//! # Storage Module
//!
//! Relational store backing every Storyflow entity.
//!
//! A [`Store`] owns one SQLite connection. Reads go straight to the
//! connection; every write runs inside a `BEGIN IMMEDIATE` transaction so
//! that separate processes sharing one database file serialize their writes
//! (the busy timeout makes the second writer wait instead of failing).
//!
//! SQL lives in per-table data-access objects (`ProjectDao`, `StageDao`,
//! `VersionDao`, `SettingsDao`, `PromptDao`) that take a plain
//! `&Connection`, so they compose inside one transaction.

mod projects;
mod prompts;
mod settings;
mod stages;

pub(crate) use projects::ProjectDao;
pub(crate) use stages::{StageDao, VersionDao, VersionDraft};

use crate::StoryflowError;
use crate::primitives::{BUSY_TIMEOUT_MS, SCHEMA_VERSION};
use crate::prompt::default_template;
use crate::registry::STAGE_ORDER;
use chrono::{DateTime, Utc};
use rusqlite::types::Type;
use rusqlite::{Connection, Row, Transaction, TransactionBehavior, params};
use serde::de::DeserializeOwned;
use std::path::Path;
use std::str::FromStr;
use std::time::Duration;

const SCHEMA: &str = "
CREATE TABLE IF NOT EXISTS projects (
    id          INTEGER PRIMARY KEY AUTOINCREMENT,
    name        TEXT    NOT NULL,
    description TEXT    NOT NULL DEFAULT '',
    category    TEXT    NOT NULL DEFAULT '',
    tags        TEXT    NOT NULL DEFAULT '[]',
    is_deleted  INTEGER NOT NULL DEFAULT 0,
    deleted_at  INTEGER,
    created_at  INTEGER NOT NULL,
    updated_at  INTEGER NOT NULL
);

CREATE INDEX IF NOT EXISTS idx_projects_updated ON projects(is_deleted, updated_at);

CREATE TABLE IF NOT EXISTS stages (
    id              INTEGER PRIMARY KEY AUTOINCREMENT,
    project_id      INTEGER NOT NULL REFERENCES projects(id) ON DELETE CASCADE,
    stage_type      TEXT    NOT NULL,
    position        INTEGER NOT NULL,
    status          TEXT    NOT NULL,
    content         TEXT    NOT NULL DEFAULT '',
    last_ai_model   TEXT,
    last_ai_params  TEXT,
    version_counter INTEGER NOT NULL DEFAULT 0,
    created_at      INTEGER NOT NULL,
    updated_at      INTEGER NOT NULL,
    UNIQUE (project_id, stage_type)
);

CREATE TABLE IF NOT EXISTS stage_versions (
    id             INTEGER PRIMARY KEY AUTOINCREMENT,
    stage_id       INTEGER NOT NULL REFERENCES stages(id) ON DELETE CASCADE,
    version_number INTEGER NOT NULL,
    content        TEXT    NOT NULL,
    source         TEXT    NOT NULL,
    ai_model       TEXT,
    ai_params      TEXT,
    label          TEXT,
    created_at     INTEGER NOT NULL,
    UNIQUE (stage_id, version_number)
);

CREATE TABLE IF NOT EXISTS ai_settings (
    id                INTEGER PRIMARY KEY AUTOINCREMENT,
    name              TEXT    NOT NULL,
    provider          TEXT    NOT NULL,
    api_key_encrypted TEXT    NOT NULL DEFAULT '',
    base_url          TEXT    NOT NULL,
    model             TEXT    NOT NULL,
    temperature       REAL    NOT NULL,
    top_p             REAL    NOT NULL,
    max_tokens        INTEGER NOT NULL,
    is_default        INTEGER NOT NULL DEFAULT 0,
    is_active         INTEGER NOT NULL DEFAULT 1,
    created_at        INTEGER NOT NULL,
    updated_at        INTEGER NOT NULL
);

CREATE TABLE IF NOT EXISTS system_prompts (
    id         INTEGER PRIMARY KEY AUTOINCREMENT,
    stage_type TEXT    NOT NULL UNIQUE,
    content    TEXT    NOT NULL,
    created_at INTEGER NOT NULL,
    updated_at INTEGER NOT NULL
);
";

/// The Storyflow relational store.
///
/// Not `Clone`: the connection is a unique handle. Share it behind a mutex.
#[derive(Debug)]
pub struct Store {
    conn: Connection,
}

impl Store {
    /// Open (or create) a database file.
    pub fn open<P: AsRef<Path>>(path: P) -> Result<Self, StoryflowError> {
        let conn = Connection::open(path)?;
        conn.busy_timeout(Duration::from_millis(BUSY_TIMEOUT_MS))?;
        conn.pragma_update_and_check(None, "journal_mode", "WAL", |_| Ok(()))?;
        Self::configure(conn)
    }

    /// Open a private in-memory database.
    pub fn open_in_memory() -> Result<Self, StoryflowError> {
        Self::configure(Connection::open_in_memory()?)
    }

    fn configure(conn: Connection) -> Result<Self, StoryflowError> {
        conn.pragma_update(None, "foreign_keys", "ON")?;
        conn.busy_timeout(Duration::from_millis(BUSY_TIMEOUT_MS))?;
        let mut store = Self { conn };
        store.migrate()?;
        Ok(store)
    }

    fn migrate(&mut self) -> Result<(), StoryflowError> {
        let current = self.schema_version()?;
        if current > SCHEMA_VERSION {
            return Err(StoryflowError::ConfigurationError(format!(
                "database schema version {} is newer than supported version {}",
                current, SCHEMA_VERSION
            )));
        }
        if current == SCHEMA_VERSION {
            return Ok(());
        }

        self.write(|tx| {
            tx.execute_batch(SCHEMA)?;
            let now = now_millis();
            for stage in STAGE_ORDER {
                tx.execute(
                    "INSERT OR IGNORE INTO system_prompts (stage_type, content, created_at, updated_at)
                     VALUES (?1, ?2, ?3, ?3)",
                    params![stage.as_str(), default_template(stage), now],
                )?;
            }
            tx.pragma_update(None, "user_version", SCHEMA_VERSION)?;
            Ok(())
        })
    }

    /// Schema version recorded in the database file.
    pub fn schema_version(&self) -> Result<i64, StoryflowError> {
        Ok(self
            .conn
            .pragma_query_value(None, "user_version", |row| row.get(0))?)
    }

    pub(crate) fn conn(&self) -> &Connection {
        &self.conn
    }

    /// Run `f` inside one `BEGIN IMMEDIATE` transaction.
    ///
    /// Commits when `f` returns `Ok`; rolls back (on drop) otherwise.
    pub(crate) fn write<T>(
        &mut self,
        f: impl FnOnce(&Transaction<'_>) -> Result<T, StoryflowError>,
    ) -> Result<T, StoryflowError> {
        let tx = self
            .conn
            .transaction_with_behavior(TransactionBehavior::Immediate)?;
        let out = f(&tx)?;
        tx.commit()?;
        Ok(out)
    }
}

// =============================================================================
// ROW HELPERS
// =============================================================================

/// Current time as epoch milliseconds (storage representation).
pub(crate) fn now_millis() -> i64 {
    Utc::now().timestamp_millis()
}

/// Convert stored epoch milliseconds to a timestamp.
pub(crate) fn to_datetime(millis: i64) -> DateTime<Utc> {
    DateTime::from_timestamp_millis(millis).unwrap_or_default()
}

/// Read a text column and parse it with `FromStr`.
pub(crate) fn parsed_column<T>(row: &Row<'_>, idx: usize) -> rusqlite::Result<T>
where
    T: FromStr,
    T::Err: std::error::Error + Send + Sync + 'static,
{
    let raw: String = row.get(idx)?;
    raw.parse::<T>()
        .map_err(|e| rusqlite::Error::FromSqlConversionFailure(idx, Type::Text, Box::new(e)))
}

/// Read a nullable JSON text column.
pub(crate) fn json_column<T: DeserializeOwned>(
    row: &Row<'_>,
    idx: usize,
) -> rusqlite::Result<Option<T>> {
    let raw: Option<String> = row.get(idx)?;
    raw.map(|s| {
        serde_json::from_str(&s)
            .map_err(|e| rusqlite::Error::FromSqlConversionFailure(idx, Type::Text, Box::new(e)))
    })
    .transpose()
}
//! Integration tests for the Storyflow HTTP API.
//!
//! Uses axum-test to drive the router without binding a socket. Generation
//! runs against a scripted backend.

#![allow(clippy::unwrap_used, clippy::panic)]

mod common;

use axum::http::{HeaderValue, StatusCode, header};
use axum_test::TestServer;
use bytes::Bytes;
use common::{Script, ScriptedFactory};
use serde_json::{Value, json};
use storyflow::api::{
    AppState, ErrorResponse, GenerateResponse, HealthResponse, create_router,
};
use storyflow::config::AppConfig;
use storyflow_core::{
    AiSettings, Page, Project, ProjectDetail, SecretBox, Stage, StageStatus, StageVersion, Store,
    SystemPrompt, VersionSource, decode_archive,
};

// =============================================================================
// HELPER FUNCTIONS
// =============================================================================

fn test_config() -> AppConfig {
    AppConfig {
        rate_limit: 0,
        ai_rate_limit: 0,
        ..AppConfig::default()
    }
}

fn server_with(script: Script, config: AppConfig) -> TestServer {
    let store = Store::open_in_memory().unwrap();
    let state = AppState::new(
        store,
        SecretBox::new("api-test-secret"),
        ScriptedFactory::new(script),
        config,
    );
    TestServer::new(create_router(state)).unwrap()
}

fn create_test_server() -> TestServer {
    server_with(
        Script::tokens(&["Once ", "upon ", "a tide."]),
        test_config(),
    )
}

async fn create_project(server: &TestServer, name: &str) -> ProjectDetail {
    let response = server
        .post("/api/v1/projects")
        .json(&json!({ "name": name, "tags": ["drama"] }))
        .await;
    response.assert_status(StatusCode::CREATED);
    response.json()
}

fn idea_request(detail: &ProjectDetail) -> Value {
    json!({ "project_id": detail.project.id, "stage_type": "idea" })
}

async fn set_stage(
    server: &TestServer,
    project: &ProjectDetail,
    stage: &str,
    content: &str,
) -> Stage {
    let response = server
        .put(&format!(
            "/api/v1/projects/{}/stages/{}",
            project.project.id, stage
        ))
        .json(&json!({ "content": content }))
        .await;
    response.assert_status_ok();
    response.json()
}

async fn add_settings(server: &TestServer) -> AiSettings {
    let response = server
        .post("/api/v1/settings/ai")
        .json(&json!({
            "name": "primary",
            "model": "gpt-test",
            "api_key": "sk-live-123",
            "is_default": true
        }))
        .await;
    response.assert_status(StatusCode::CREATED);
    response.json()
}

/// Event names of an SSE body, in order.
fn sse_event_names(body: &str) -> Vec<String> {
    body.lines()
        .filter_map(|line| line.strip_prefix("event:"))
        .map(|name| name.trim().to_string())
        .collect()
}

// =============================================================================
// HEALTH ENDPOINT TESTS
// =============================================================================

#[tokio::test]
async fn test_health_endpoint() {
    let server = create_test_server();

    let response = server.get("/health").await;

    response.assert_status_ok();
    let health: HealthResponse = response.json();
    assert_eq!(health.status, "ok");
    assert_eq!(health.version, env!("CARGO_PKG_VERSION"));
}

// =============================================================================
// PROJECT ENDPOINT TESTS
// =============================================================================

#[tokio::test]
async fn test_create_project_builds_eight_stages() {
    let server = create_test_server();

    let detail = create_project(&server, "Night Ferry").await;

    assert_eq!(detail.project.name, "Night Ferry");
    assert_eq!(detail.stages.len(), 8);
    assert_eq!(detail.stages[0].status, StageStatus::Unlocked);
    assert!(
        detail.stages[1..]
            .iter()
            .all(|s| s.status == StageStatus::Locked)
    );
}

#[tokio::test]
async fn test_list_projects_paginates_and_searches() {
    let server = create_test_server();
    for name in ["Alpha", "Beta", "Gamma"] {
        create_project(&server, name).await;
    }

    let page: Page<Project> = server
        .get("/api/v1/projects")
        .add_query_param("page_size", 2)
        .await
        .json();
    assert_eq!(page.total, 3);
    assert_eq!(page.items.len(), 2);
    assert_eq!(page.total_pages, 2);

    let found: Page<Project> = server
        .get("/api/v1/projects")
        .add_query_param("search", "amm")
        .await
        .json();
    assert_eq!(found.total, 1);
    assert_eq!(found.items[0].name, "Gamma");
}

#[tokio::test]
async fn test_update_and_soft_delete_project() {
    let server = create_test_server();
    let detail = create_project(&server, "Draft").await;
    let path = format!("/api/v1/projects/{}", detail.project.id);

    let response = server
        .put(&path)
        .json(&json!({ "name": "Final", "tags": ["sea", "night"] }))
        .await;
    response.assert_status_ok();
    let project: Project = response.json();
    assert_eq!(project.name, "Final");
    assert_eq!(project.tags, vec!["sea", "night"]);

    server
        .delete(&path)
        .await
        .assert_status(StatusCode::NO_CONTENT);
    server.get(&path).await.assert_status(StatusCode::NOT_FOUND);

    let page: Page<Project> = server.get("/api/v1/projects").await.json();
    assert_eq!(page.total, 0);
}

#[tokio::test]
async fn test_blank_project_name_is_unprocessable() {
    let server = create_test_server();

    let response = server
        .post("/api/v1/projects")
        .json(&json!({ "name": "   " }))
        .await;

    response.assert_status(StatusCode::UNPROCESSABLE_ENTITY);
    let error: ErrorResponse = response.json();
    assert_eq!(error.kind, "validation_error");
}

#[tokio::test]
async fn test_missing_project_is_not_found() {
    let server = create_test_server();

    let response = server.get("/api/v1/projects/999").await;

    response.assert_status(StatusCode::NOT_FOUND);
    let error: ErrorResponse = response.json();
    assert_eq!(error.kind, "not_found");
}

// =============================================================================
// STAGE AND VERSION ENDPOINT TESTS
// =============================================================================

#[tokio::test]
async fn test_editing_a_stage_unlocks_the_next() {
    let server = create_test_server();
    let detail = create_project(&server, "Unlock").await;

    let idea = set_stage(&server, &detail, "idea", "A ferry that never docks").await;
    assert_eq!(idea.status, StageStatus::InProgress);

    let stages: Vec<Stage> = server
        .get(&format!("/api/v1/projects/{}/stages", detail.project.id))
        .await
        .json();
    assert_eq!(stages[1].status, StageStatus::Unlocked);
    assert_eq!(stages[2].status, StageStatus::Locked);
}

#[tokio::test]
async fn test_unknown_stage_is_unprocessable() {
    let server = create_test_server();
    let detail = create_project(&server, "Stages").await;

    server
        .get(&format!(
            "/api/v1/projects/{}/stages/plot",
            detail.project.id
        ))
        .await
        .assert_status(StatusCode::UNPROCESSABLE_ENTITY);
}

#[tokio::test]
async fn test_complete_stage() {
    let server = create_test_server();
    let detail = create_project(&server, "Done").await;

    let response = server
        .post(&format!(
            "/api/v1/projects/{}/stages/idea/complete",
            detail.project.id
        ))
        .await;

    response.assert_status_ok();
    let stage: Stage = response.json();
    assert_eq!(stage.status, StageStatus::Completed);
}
------------------------------------------------
**EXERCISE BRIEF**. The count of lines in the records above holding the word "path" should be reported as a number, with nothing added.

**SOLUTION**. 7